This is a fine-tuned model for bidirectional ES-EN financial translation. This repository contains the low-rank adapters (LoRA) resulting from fine-tuning the google/translategemma-12b-it model with a parallel dataset of financial reports from IBEX 35 companies. This model was specifically fine-tuned to be more adaptable to different input sizes (up to 2k tokens for optimal performance). A sample of the dataset can be found here: Moreno-Sandoval, A., Torterolo Orta, Y. A., Roseti, S. M., Carbajo-Coronado, B., & Porta, J. (2025). Financial ES-EN parallel corpus from annual reports (Version 1) [Dataset]. e-cienciaDatos. https://doi.org/10.21950/85MWYP
This model was developed within the framework of the following publication: Torterolo Orta, Y. A., Chatzi, M., & Moreno-Sandoval, A. (2026). TranslateGemma for ES-EN financial reports: Exploring adaptability to variable-sized contexts. In A. Moreno Sandoval & P. Martínez (Eds.), Proceedings of the 7th Financial Narrative Processing Workshop (FNP 2026) at LREC 2026 (pp. 87–97). ELRA.https://hdl.handle.net/10486/774941
This paper explores bidirectional financial Machine Translation (MT) between Spanish and English, focusing on the specialized domain of annual reports from IBEX 35 companies. Fine-tuned models are compared against zero-shot scenarios through a series of experiments, testing factors such as prompting strategies and model size.

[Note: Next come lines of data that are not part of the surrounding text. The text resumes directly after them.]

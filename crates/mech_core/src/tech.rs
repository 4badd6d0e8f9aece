//! Technology lineage, rules complexity and era definitions.
//!
//! Every catalog definition composes a [`ComponentBase`] so that the
//! tech-base and availability validators work over "any component with a
//! tech base" without caring which category it came from.

use std::fmt;

use serde::{Deserialize, Serialize};

/// Technology lineage of a component.
#[derive(Debug, Clone, Copy, PartialEq, Eq, Hash, Serialize, Deserialize, Default)]
pub enum TechBase {
    /// Inner Sphere technology.
    #[default]
    InnerSphere,
    /// Clan technology.
    Clan,
}

impl fmt::Display for TechBase {
    fn fmt(&self, f: &mut fmt::Formatter<'_>) -> fmt::Result {
        match self {
            Self::InnerSphere => write!(f, "Inner Sphere"),
            Self::Clan => write!(f, "Clan"),
        }
    }
}

/// Tech-base configuration of a whole unit.
#[derive(Debug, Clone, Copy, PartialEq, Eq, Hash, Serialize, Deserialize, Default)]
pub enum TechBaseMode {
    /// Pure Inner Sphere unit.
    #[default]
    InnerSphere,
    /// Pure Clan unit.
    Clan,
    /// Mixed-tech unit with the given chassis lineage; any component is legal.
    Mixed(TechBase),
}

impl TechBaseMode {
    /// The lineage of the chassis itself.
    #[must_use]
    pub const fn chassis_tech_base(self) -> TechBase {
        match self {
            Self::InnerSphere => TechBase::InnerSphere,
            Self::Clan => TechBase::Clan,
            Self::Mixed(base) => base,
        }
    }

    /// Whether mixed-tech rules are enabled.
    #[must_use]
    pub const fn is_mixed(self) -> bool {
        matches!(self, Self::Mixed(_))
    }
}

/// Game-complexity tier. Ordered: Introductory < Standard < Advanced < Experimental.
#[derive(
    Debug, Clone, Copy, PartialEq, Eq, PartialOrd, Ord, Hash, Serialize, Deserialize, Default,
)]
pub enum RulesLevel {
    /// Introductory box-set rules.
    #[default]
    Introductory,
    /// Standard tournament-legal rules.
    Standard,
    /// Advanced rules.
    Advanced,
    /// Experimental rules.
    Experimental,
}

impl fmt::Display for RulesLevel {
    fn fmt(&self, f: &mut fmt::Formatter<'_>) -> fmt::Result {
        let name = match self {
            Self::Introductory => "Introductory",
            Self::Standard => "Standard",
            Self::Advanced => "Advanced",
            Self::Experimental => "Experimental",
        };
        f.write_str(name)
    }
}

/// Historical era, used to describe when a component became available.
///
/// This is the eight-era model; boundaries are inclusive start years.
#[derive(Debug, Clone, Copy, PartialEq, Eq, PartialOrd, Ord, Hash, Serialize, Deserialize)]
pub enum Era {
    /// Before 2571.
    AgeOfWar,
    /// 2571-2780.
    StarLeague,
    /// 2781-3049.
    SuccessionWars,
    /// 3050-3061.
    ClanInvasion,
    /// 3062-3067.
    CivilWar,
    /// 3068-3080.
    Jihad,
    /// 3081-3150.
    DarkAge,
    /// 3151 onward.
    IlClan,
}

impl Era {
    /// All eras in chronological order.
    pub const ALL: [Era; 8] = [
        Era::AgeOfWar,
        Era::StarLeague,
        Era::SuccessionWars,
        Era::ClanInvasion,
        Era::CivilWar,
        Era::Jihad,
        Era::DarkAge,
        Era::IlClan,
    ];

    /// First in-universe year of this era.
    #[must_use]
    pub const fn start_year(self) -> u16 {
        match self {
            Era::AgeOfWar => 0,
            Era::StarLeague => 2571,
            Era::SuccessionWars => 2781,
            Era::ClanInvasion => 3050,
            Era::CivilWar => 3062,
            Era::Jihad => 3068,
            Era::DarkAge => 3081,
            Era::IlClan => 3151,
        }
    }

    /// Era containing the given year.
    #[must_use]
    pub fn from_year(year: u16) -> Self {
        Self::ALL
            .iter()
            .rev()
            .copied()
            .find(|era| year >= era.start_year())
            .unwrap_or(Era::AgeOfWar)
    }
}

/// Fields shared by every catalog definition.
#[derive(Debug, Clone, PartialEq, Eq, Serialize, Deserialize)]
pub struct ComponentBase {
    /// Display name.
    pub name: String,
    /// Technology lineage.
    pub tech_base: TechBase,
    /// Rules-complexity tier.
    pub rules_level: RulesLevel,
    /// In-universe introduction year.
    pub introduction_year: u16,
}

impl ComponentBase {
    /// Create a component base record.
    #[must_use]
    pub fn new(
        name: impl Into<String>,
        tech_base: TechBase,
        rules_level: RulesLevel,
        introduction_year: u16,
    ) -> Self {
        Self {
            name: name.into(),
            tech_base,
            rules_level,
            introduction_year,
        }
    }

    /// Era in which this component was introduced.
    #[must_use]
    pub fn era(&self) -> Era {
        Era::from_year(self.introduction_year)
    }

    /// Whether the component exists by the given year.
    #[must_use]
    pub fn available_in(&self, year: u16) -> bool {
        self.introduction_year <= year
    }
}

/// Anything carrying tech-base and availability metadata.
pub trait TechRated {
    /// Shared metadata for this item.
    fn base(&self) -> &ComponentBase;
}
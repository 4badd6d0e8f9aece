//! Internal structure definitions.

use std::fmt;

use serde::{Deserialize, Serialize};

use crate::formula::{fields, Formula, FormulaSet};
use crate::math::{ratio, Fixed, HALF};
use crate::tech::{ComponentBase, RulesLevel, TechBase, TechRated};

/// Internal structure type tag.
#[derive(Debug, Clone, Copy, PartialEq, Eq, Hash, Serialize, Deserialize)]
pub enum StructureType {
    /// Standard structure.
    Standard,
    /// Inner Sphere endo steel.
    EndoSteelInnerSphere,
    /// Clan endo steel.
    EndoSteelClan,
    /// Inner Sphere endo-composite.
    EndoCompositeInnerSphere,
    /// Clan endo-composite.
    EndoCompositeClan,
    /// Reinforced structure.
    Reinforced,
    /// Composite structure.
    Composite,
    /// Industrial structure.
    Industrial,
}

impl StructureType {
    /// Every structure type.
    pub const ALL: [StructureType; 8] = [
        StructureType::Standard,
        StructureType::EndoSteelInnerSphere,
        StructureType::EndoSteelClan,
        StructureType::EndoCompositeInnerSphere,
        StructureType::EndoCompositeClan,
        StructureType::Reinforced,
        StructureType::Composite,
        StructureType::Industrial,
    ];
}

impl fmt::Display for StructureType {
    fn fmt(&self, f: &mut fmt::Formatter<'_>) -> fmt::Result {
        fmt::Debug::fmt(self, f)
    }
}

/// Catalog record for a structure type.
#[derive(Debug, Clone, PartialEq, Serialize, Deserialize)]
pub struct StructureDefinition {
    /// Type tag.
    pub structure_type: StructureType,
    /// Shared metadata.
    pub base: ComponentBase,
    /// `tonnage * fraction` rounded up to the half ton; slots fixed.
    pub formulas: FormulaSet,
    /// Cost per ton of structure.
    pub cost_per_ton: u32,
}

impl StructureDefinition {
    /// Distributed slot count, read from the constant slot formula.
    #[must_use]
    pub fn slots(&self) -> u8 {
        match self.formulas.slots {
            Formula::Constant(v) => v.to_num::<u8>(),
            _ => 0,
        }
    }
}

impl TechRated for StructureDefinition {
    fn base(&self) -> &ComponentBase {
        &self.base
    }
}

fn structure(
    structure_type: StructureType,
    name: &str,
    tech_base: TechBase,
    rules_level: RulesLevel,
    year: u16,
    fraction: Fixed,
    slots: i32,
    cost_per_ton: u32,
) -> StructureDefinition {
    StructureDefinition {
        structure_type,
        base: ComponentBase::new(name, tech_base, rules_level, year),
        formulas: FormulaSet::new(
            Formula::multiply_round(fields::TONNAGE, fraction, HALF),
            Formula::constant(slots),
        ),
        cost_per_ton,
    }
}

pub(crate) fn definitions() -> Vec<StructureDefinition> {
    use RulesLevel::{Advanced, Introductory, Standard};
    use StructureType as S;
    use TechBase::{Clan, InnerSphere};
    vec![
        structure(S::Standard, "Standard", InnerSphere, Introductory, 2439, ratio(1, 10), 0, 400),
        structure(S::EndoSteelInnerSphere, "Endo Steel", InnerSphere, Standard, 2487, ratio(1, 20), 14, 1600),
        structure(S::EndoSteelClan, "Endo Steel (Clan)", Clan, Standard, 2827, ratio(1, 20), 7, 1600),
        structure(S::EndoCompositeInnerSphere, "Endo-Composite", InnerSphere, Advanced, 3067, ratio(3, 40), 7, 3200),
        structure(S::EndoCompositeClan, "Endo-Composite (Clan)", Clan, Advanced, 3073, ratio(3, 40), 4, 3200),
        structure(S::Reinforced, "Reinforced", InnerSphere, Advanced, 3057, ratio(1, 5), 0, 6400),
        structure(S::Composite, "Composite", InnerSphere, Advanced, 3061, ratio(1, 20), 0, 1600),
        structure(S::Industrial, "Industrial", InnerSphere, Standard, 2350, ratio(1, 5), 0, 300),
    ]
}
impl ValidationRule for HeatBalance {
    describe!(ids::HEAT, "Heat balance", Heat, 80);

    fn check(&self, ctx: &ValidationContext<'_>) -> Result<Vec<ValidationIssue>> {
        let profile = heat_profile(ctx.unit, ctx.catalog, ctx.equipment, MovementMode::Run)?;
        if profile.weapon_heat == 0 {
            return Ok(Vec::new());
        }
        let mut issues = vec![ValidationIssue::info(
            self.id(),
            self.category(),
            format!(
                "Firing every weapon while running: {} heat generated, {} dissipated, net {}",
                profile.generated(),
                profile.dissipation,
                profile.net_heat
            ),
        )];
        let net = u16::try_from(profile.net_heat.max(0)).unwrap_or(u16::MAX);
        if heat_effect(net).shutdown == HeatCheck::Automatic {
            issues.push(
                ValidationIssue::warning(
                    self.id(),
                    self.category(),
                    format!("Net heat {net} in one turn forces a shutdown"),
                )
                .suggest("Add heat sinks"),
            );
        }
        Ok(issues)
    }
}

#[cfg(test)]
mod tests {
    use super::*;
    use crate::catalog::{catalog, EngineType, StructureType};
    use crate::construction::construct;
    use crate::equipment::{EquipmentCategory, EquipmentRecord, StaticEquipmentLookup};
    use crate::tech::{ComponentBase, RulesLevel, TechBase, TechBaseMode};
    use crate::unit::{sample_unit, ArmorAllocation, DistributedPlacement, MountedEquipment, UnitSnapshot};
    use crate::allocation::PlacementRestriction;
    use crate::validation::{Severity, ValidatorConfig};
    use crate::math::Fixed;

    fn weapon(id: &str, weight: i32, slots: u8, heat: u16) -> EquipmentRecord {
        EquipmentRecord::new(
            id,
            ComponentBase::new(id, TechBase::InnerSphere, RulesLevel::Introductory, 2300),
            EquipmentCategory::EnergyWeapon,
            Fixed::from_num(weight),
            slots,
        )
        .with_stats(10_000, 50, heat, 5)
    }

    fn lookup() -> StaticEquipmentLookup {
        StaticEquipmentLookup::from_records(vec![
            weapon("ml", 1, 1, 3),
            weapon("ppc", 7, 3, 10),
            weapon("big", 40, 10, 0),
            weapon("sword", 3, 3, 0)
                .with_restriction(PlacementRestriction::ArmOnly)
                .with_flag(EquipmentFlag::RequiresHandActuator),
            EquipmentRecord::new(
                "clan-ml",
                ComponentBase::new("clan-ml", TechBase::Clan, RulesLevel::Standard, 2824),
                EquipmentCategory::EnergyWeapon,
                Fixed::ONE,
                1,
            ),
        ])
    }

    fn check_with(rule: &dyn ValidationRule, unit: &UnitSnapshot, config: &ValidatorConfig) -> Vec<ValidationIssue> {
        let construction = construct(unit, catalog()).unwrap();
        let lookup = lookup();
        let ctx = ValidationContext {
            unit,
            catalog: catalog(),
            equipment: &lookup,
            construction: &construction,
            config,
        };
        rule.check(&ctx).unwrap()
    }

    fn check(rule: &dyn ValidationRule, unit: &UnitSnapshot) -> Vec<ValidationIssue> {
        check_with(rule, unit, &ValidatorConfig::default())
    }

    fn errors(issues: &[ValidationIssue]) -> usize {
        issues.iter().filter(|i| i.severity == Severity::Error).count()
    }

    #[test]
    fn test_rule_ids_unique() {
        let rules = standard_rules();
        let mut seen: Vec<&str> = rules.iter().map(|r| r.id()).collect();
        seen.sort_unstable();
        seen.dedup();
        assert_eq!(seen.len(), rules.len());
    }

    #[test]
    fn test_reference_unit_has_no_errors() {
        let unit = sample_unit();
        for rule in standard_rules() {
            let issues = check(rule.as_ref(), &unit);
            assert_eq!(errors(&issues), 0, "{}: {issues:?}", rule.id());
        }
    }

    #[test]
    fn test_construction_errors_surface() {
        let mut unit = sample_unit();
        unit.heat_sinks.count = 8;
        let issues = check(&ConstructionSteps, &unit);
        assert_eq!(errors(&issues), 1);
        assert_eq!(issues[0].path.as_deref(), Some("construction/Heat Sinks"));
    }

    #[test]
    fn test_weight_budget() {
        let mut unit = sample_unit();
        let info = check(&WeightBudget, &unit);
        assert_eq!(info[0].severity, Severity::Info);
        assert!(info[0].message.starts_with("16.5"));

        unit.equipment.push(MountedEquipment::new("big", MechLocation::LeftTorso));
        let over = check(&WeightBudget, &unit);
        assert_eq!(over[0].severity, Severity::Error);
        assert_eq!(over[0].actual.as_deref(), Some("73.5"));
    }

    #[test]
    fn test_armor_rules_are_repairable() {
        let mut unit = sample_unit();
        unit.armor.allocation.insert(MechLocation::Head, ArmorAllocation::front(10));
        unit.armor.allocation.insert(MechLocation::LeftArm, ArmorAllocation::split(-1, 2));
        let max = check(&ArmorLocationMaximum, &unit);
        assert_eq!(max.len(), 1);
        assert!(max[0].auto_repairable);
        assert_eq!(max[0].path.as_deref(), Some("armor/HD"));
        assert_eq!(check(&NegativeArmor, &unit).len(), 1);
        assert_eq!(check(&RearArmor, &unit).len(), 1);
    }

    #[test]
    fn test_slot_capacity() {
        let mut unit = sample_unit();
        // arm has 8 free slots
        for _ in 0..3 {
            unit.equipment.push(MountedEquipment::new("ppc", MechLocation::RightArm));
        }
        let issues = check(&SlotCapacity, &unit);
        assert_eq!(errors(&issues), 1);
        assert!(issues[0].message.contains("13 of 12"));
        assert_eq!(issues[0].path.as_deref(), Some("Right Arm"));
        assert!(issues[0]
            .suggestion
            .as_deref()
            .is_some_and(|s| s.contains("8 slots free")));
    }

    #[test]
    fn test_distributed_slots() {
        let mut unit = sample_unit();
        unit.structure = StructureType::EndoSteelInnerSphere;
        let missing = check(&DistributedSlots, &unit);
        assert_eq!(errors(&missing), 1);

        unit.distributed = [
            (MechLocation::LeftTorso, 4),
            (MechLocation::RightTorso, 4),
            (MechLocation::LeftLeg, 2),
            (MechLocation::RightLeg, 2),
            (MechLocation::LeftArm, 1),
            (MechLocation::RightArm, 1),
        ]
        .into_iter()
        .map(|(location, slots)| DistributedPlacement {
            item: DistributedItem::Structure,
            location,
            slots,
        })
        .collect();
        assert!(check(&DistributedSlots, &unit).is_empty());

        unit.distributed.push(DistributedPlacement {
            item: DistributedItem::JumpJets,
            location: MechLocation::LeftLeg,
            slots: 1,
        });
        let stray = check(&DistributedSlots, &unit);
        assert_eq!(stray.len(), 1);
        assert!(stray[0].message.contains("jump jets"));
    }

    #[test]
    fn test_actuators() {
        let mut unit = sample_unit();
        unit.actuators.left_arm.lower_arm = false;
        assert_eq!(check(&ArmActuatorLayout, &unit).len(), 1);

        unit.actuators.left_arm.hand = false;
        unit.equipment.push(MountedEquipment::new("sword", MechLocation::LeftArm));
        let issues = check(&ArmActuatorLayout, &unit);
        assert_eq!(issues.len(), 1);
        assert!(issues[0].message.contains("hand"));
    }

    #[test]
    fn test_equipment_rules() {
        let mut unit = sample_unit();
        unit.equipment = vec![
            MountedEquipment::new("nope", MechLocation::LeftArm),
            MountedEquipment::new("sword", MechLocation::LeftTorso),
            MountedEquipment::new("ml", MechLocation::LeftArm).rear(),
        ];
        let unknown = check(&KnownEquipment, &unit);
        assert_eq!(unknown.len(), 1);
        assert_eq!(unknown[0].path.as_deref(), Some("equipment/0"));

        let placement = check(&EquipmentPlacement, &unit);
        assert_eq!(placement.len(), 2);
        assert_eq!(placement[0].path.as_deref(), Some("equipment/1"));
        assert_eq!(placement[1].path.as_deref(), Some("equipment/2"));
    }

    #[test]
    fn test_split_placement() {
        let mut unit = sample_unit();
        unit.equipment = vec![MountedEquipment::new("ppc", MechLocation::LeftArm)
            .split_into(MechLocation::RightTorso, 1)];
        let issues = check(&EquipmentPlacement, &unit);
        assert_eq!(issues.len(), 1);
        assert!(issues[0].message.contains("not adjacent"));
    }

    #[test]
    fn test_tech_rules() {
        let mut unit = sample_unit();
        unit.engine.engine_type = EngineType::XlInnerSphere;
        unit.equipment.push(MountedEquipment::new("clan-ml", MechLocation::RightArm));
        assert_eq!(check(&TechBaseCompatibility, &unit).len(), 1);
        unit.tech_base_mode = TechBaseMode::Mixed(TechBase::InnerSphere);
        assert!(check(&TechBaseCompatibility, &unit).is_empty());

        let config = ValidatorConfig {
            max_rules_level: Some(RulesLevel::Introductory),
            year: Some(2500),
            ..ValidatorConfig::default()
        };
        let levels = check_with(&RulesLevelCap, &unit, &config);
        assert_eq!(levels[0].severity, Severity::Info);
        assert_eq!(errors(&levels), 2);
        let era = check_with(&EraAvailability, &unit, &config);
        assert_eq!(errors(&era), 2);
        assert!(check(&EraAvailability, &unit).is_empty());
    }

    #[test]
    fn test_enhancement_combinations() {
        let mut unit = sample_unit();
        unit.movement.enhancements = vec![
            MovementEnhancementType::MascInnerSphere,
            MovementEnhancementType::TripleStrengthMyomer,
        ];
        assert_eq!(check(&EnhancementCombinations, &unit).len(), 1);
        unit.movement.enhancements = vec![
            MovementEnhancementType::MascInnerSphere,
            MovementEnhancementType::Supercharger,
        ];
        assert!(check(&EnhancementCombinations, &unit).is_empty());
    }

    #[test]
    fn test_heat_balance() {
        let mut unit = sample_unit();
        assert!(check(&HeatBalance, &unit).is_empty());
        unit.equipment = vec![MountedEquipment::new("ppc", MechLocation::RightArm)];
        let issues = check(&HeatBalance, &unit);
        assert_eq!(issues.len(), 1);
        assert_eq!(issues[0].severity, Severity::Info);
        unit.equipment = (0..4)
            .map(|_| MountedEquipment::new("ppc", MechLocation::LeftTorso))
            .collect();
        let hot = check(&HeatBalance, &unit);
        assert_eq!(hot.len(), 2);
        assert_eq!(hot[1].severity, Severity::Warning);
    }
}
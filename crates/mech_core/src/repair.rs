//! Opt-in repair of auto-repairable armor problems.
//!
//! Validation only flags these issues. Repair is a separate call that returns
//! a new snapshot and leaves the input untouched.

use serde::{Deserialize, Serialize};

use crate::location::{max_armor_points, MechLocation};
use crate::unit::{ArmorAllocation, UnitSnapshot};

/// What a repair changed.
#[derive(Debug, Clone, Copy, PartialEq, Eq, Serialize, Deserialize)]
pub enum RepairKind {
    /// Negative armor raised to zero.
    ClampNegative,
    /// Rear armor removed from a location that cannot carry it.
    ClearRear,
    /// Armor lowered to the location maximum.
    CapToMaximum,
}

/// One applied repair.
#[derive(Debug, Clone, Copy, PartialEq, Eq, Serialize, Deserialize)]
pub struct RepairAction {
    /// Location changed.
    pub location: MechLocation,
    /// Kind of change.
    pub kind: RepairKind,
    /// Allocation before.
    pub before: ArmorAllocation,
    /// Allocation after.
    pub after: ArmorAllocation,
}

fn repair_location(
    tonnage: u32,
    location: MechLocation,
    mut armor: ArmorAllocation,
    actions: &mut Vec<RepairAction>,
) -> ArmorAllocation {
    let mut record = |kind, before: ArmorAllocation, after: ArmorAllocation| {
        if before != after {
            actions.push(RepairAction {
                location,
                kind,
                before,
                after,
            });
        }
    };

    let before = armor;
    armor.front = armor.front.max(0);
    armor.rear = armor.rear.max(0);
    record(RepairKind::ClampNegative, before, armor);

    if !location.has_rear_armor() {
        let before = armor;
        armor.rear = 0;
        record(RepairKind::ClearRear, before, armor);
    }

    // illegal tonnage has no maximum to cap against
    if let Some(max) = max_armor_points(tonnage, location) {
        let max = i32::from(max);
        let before = armor;
        armor.front = armor.front.min(max);
        armor.rear = armor.rear.min(max - armor.front);
        record(RepairKind::CapToMaximum, before, armor);
    }
    armor
}

/// Apply every automatic armor repair.
///
/// Returns the repaired copy and the actions taken, in location order.
#[must_use]
pub fn apply_auto_repairs(unit: &UnitSnapshot) -> (UnitSnapshot, Vec<RepairAction>) {
    let mut repaired = unit.clone();
    let mut actions = Vec::new();
    for (location, armor) in &mut repaired.armor.allocation {
        *armor = repair_location(unit.tonnage, *location, *armor, &mut actions);
    }
    if !actions.is_empty() {
        tracing::debug!(unit = %unit.display_name(), repairs = actions.len(), "applied auto repairs");
    }
    (repaired, actions)
}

On the one hand, this work studies a combination of existing fine-tuning strategies aimed at improving the adaptability of MT models to variable-sized contexts, and, on the other hand, it analyzes the limitations detected in current evaluation metrics. Results are mixed: fine-tuned models show an improvement in both short and long-context scenarios in traditional metrics, while zero-shot predictions are clearly favored by neural metrics. In fact, in a reference-free assessment, the source and the human reference received worse scores than the off-the-shelf prediction models. Consequently, fine-tuning on the human-made dataset hardly improves the neural metrics against zero-shot generations. This suggests that neural metrics tend to favor the fluency of MT generations and literalness over creativity, among other technical limitations regarding long-context adaptability. From a practical standpoint, the low Translation Edit Rate (TER) scores suggest that specialized fine-tuning remains the most viable path for companies to implement efficient Machine Translation Post-Editing (MTPE) workflows, given the stylistic alignment.